Os autores do estudo começaram por sequenciar o genoma da alga dourada e procurar os genes envolvidos na produção da prymnesina.
Os métodos tradicionais de pesquisa do genoma não produziram resultados, pelo que a equipa optou por métodos alternativos de investigação genética mais adequados para encontrar genes muito longos.
“Conseguimos localizar os genes e verificámos que, para produzir moléculas tóxicas gigantes, esta alga utiliza genes gigantes”, disse Vikram Shende, investigador do Scribbs e co-autor do estudo.
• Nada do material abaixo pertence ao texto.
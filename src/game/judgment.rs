use serde::{Deserialize, Serialize};

// ITG tap windows in seconds, before the judge's own timing leeway is added.
pub const WINDOW_FANTASTIC: f32 = 0.0215;
pub const WINDOW_EXCELLENT: f32 = 0.0430;
pub const WINDOW_GREAT: f32 = 0.1020;
pub const WINDOW_DECENT: f32 = 0.1350;
pub const WINDOW_WAY_OFF: f32 = 0.1800;

#[derive(Copy, Clone, Debug, PartialEq, Eq, PartialOrd, Ord, Hash, Serialize, Deserialize)]
pub enum JudgeGrade {
    Fantastic, // W1
    Excellent, // W2
    Great,     // W3
    Decent,    // W4
    WayOff,    // W5
    Miss,
}

impl JudgeGrade {
    pub const ALL: [Self; 6] = [
        Self::Fantastic,
        Self::Excellent,
        Self::Great,
        Self::Decent,
        Self::WayOff,
        Self::Miss,
    ];

    pub const fn label(self) -> &'static str {
        match self {
            Self::Fantastic => "Fantastic",
            Self::Excellent => "Excellent",
            Self::Great => "Great",
            Self::Decent => "Decent",
            Self::WayOff => "Way Off",
            Self::Miss => "Miss",
        }
    }

    /// Whether this grade keeps the combo going.
    pub const fn continues_combo(self) -> bool {
        matches!(self, Self::Fantastic | Self::Excellent | Self::Great)
    }
}

/// Maps a signed timing error (seconds, negative = early) to a grade.
/// Taps outside the widest window are ignored and return `None`.
#[inline(always)]
pub fn judge_offset(time_error: f32) -> Option<JudgeGrade> {
    let abs = time_error.abs();
    if abs <= WINDOW_FANTASTIC {
        Some(JudgeGrade::Fantastic)
    } else if abs <= WINDOW_EXCELLENT {
        Some(JudgeGrade::Excellent)
    } else if abs <= WINDOW_GREAT {
        Some(JudgeGrade::Great)
    } else if abs <= WINDOW_DECENT {
        Some(JudgeGrade::Decent)
    } else if abs <= WINDOW_WAY_OFF {
        Some(JudgeGrade::WayOff)
    } else {
        None
    }
}

pub const fn grade_points_for(grade: JudgeGrade) -> i64 {
    match grade {
        JudgeGrade::Fantastic => 5,
        JudgeGrade::Excellent => 4,
        JudgeGrade::Great => 2,
        JudgeGrade::Decent => 0,
        JudgeGrade::WayOff => -6,
        JudgeGrade::Miss => -12,
    }
}

/// Per-grade tally for one play.
#[derive(Copy, Clone, Debug, Default, PartialEq, Eq, Serialize, Deserialize)]
pub struct JudgmentCounts {
    pub fantastic: u32,
    pub excellent: u32,
    pub great: u32,
    pub decent: u32,
    pub way_off: u32,
    pub miss: u32,
}

impl JudgmentCounts {
    pub fn record(&mut self, grade: JudgeGrade) {
        *self.slot_mut(grade) += 1;
    }

    pub const fn get(&self, grade: JudgeGrade) -> u32 {
        match grade {
            JudgeGrade::Fantastic => self.fantastic,
            JudgeGrade::Excellent => self.excellent,
            JudgeGrade::Great => self.great,
            JudgeGrade::Decent => self.decent,
            JudgeGrade::WayOff => self.way_off,
            JudgeGrade::Miss => self.miss,
        }
    }

    pub fn total(&self) -> u32 {
        JudgeGrade::ALL.iter().map(|g| self.get(*g)).sum()
    }

    fn slot_mut(&mut self, grade: JudgeGrade) -> &mut u32 {
        match grade {
            JudgeGrade::Fantastic => &mut self.fantastic,
            JudgeGrade::Excellent => &mut self.excellent,
            JudgeGrade::Great => &mut self.great,
            JudgeGrade::Decent => &mut self.decent,
            JudgeGrade::WayOff => &mut self.way_off,
            JudgeGrade::Miss => &mut self.miss,
        }
    }
}

#[cfg(test)]
mod tests {
    use super::*;

    #[test]
    fn offsets_map_to_itg_windows() {
        assert_eq!(judge_offset(0.0), Some(JudgeGrade::Fantastic));
        assert_eq!(judge_offset(-0.030), Some(JudgeGrade::Excellent));
        assert_eq!(judge_offset(0.090), Some(JudgeGrade::Great));
        assert_eq!(judge_offset(-0.120), Some(JudgeGrade::Decent));
        assert_eq!(judge_offset(0.170), Some(JudgeGrade::WayOff));
        assert_eq!(judge_offset(0.250), None, "taps past W5 are not judged");
    }

    #[test]
    fn counts_track_every_grade() {
        let mut counts = JudgmentCounts::default();
        for grade in JudgeGrade::ALL {
            counts.record(grade);
        }
        counts.record(JudgeGrade::Miss);
        assert_eq!(counts.total(), 7);
        assert_eq!(counts.get(JudgeGrade::Miss), 2);
        assert_eq!(counts.get(JudgeGrade::Great), 1);
    }
}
Com os genes PKZILLA-1 e PKZILLA-2 localizados, a equipa precisava de investigar o que os genes faziam para os ligar à produção da toxina. Fallon disse que a equipa foi capaz de ler as regiões codificadoras dos genes como se fossem partituras e traduzi-las na sequência de aminoácidos que formavam a proteína.
Quando os investigadores concluíram a montagem das proteínas PKZILLA, ficaram surpreendidos com o seu tamanho.
A proteína PKZILLA-1 atingiu a massa recorde de 4,7 megadaltons, enquanto a PKZILLA-2 também era extremamente grande, com 3,2 megadaltons.
A titina, a anterior detentora do recorde, pode ter até 3,7 megadaltons – cerca de 90 vezes maior do que uma proteína típica.
Depois de testes adicionais terem mostrado que as algas douradas produzem estas proteínas gigantes em vida, a equipa procurou descobrir se as proteínas estavam envolvidas na produção da toxina prymnesin.
As proteínas PKZILLA são tecnicamente enzimas, o que significa que desencadeiam reacções químicas, e a equipa reproduziu a longa sequência de 239 reacções químicas implicadas pelas duas enzimas com canetas e blocos de notas.
“O resultado final corresponde perfeitamente à estrutura da prymnesina“, disse Shende.
“A esperança é que possamos usar este conhecimento de como a natureza produz estes químicos complexos para abrir novas possibilidades químicas no laboratório para os medicamentos e materiais de amanhã”, concluiu Bradley Moore.